§ Stored data
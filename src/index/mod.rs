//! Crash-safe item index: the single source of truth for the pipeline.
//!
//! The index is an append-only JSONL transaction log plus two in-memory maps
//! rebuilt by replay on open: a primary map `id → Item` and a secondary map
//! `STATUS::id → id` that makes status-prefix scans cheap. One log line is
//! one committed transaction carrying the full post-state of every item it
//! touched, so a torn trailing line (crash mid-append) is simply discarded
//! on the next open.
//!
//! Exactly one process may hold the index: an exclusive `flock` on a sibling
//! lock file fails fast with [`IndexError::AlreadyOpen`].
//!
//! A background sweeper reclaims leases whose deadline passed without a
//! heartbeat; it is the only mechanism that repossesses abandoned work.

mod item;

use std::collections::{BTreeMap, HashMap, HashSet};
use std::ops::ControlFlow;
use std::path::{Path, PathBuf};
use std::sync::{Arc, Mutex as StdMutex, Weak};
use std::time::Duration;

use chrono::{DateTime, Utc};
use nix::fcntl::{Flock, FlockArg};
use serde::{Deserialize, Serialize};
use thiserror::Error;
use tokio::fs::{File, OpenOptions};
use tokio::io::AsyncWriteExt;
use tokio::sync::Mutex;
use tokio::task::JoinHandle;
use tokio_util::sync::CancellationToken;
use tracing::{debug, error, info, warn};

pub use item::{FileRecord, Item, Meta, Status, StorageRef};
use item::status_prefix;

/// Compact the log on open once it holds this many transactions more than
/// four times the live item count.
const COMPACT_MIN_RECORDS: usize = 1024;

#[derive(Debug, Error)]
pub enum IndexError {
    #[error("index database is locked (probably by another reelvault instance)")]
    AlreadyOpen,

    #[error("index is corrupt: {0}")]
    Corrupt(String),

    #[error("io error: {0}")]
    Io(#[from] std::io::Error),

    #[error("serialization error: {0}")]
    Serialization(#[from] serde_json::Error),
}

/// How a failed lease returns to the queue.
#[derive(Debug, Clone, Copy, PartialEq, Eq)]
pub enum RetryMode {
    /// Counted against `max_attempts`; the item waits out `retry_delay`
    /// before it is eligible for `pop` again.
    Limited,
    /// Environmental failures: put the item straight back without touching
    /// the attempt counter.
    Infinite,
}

§ ACTIVITY
Nothing but the lines from the one containing "passed without a" to the end of the entries belongs in the answer, and each must match exactly.

§ EXERCISE RESULT
//! A background sweeper reclaims leases whose deadline passed without a
//! heartbeat; it is the only mechanism that repossesses abandoned work.

mod item;

use std::collections::{BTreeMap, HashMap, HashSet};
use std::ops::ControlFlow;
use std::path::{Path, PathBuf};
use std::sync::{Arc, Mutex as StdMutex, Weak};
use std::time::Duration;

use chrono::{DateTime, Utc};
use nix::fcntl::{Flock, FlockArg};
use serde::{Deserialize, Serialize};
use thiserror::Error;
use tokio::fs::{File, OpenOptions};
use tokio::io::AsyncWriteExt;
use tokio::sync::Mutex;
use tokio::task::JoinHandle;
use tokio_util::sync::CancellationToken;
use tracing::{debug, error, info, warn};

pub use item::{FileRecord, Item, Meta, Status, StorageRef};
use item::status_prefix;

/// Compact the log on open once it holds this many transactions more than
/// four times the live item count.
const COMPACT_MIN_RECORDS: usize = 1024;

#[derive(Debug, Error)]
pub enum IndexError {
    #[error("index database is locked (probably by another reelvault instance)")]
    AlreadyOpen,

    #[error("index is corrupt: {0}")]
    Corrupt(String),

    #[error("io error: {0}")]
    Io(#[from] std::io::Error),

    #[error("serialization error: {0}")]
    Serialization(#[from] serde_json::Error),
}

/// How a failed lease returns to the queue.
#[derive(Debug, Clone, Copy, PartialEq, Eq)]
pub enum RetryMode {
    /// Counted against `max_attempts`; the item waits out `retry_delay`
    /// before it is eligible for `pop` again.
    Limited,
    /// Environmental failures: put the item straight back without touching
    /// the attempt counter.
    Infinite,
}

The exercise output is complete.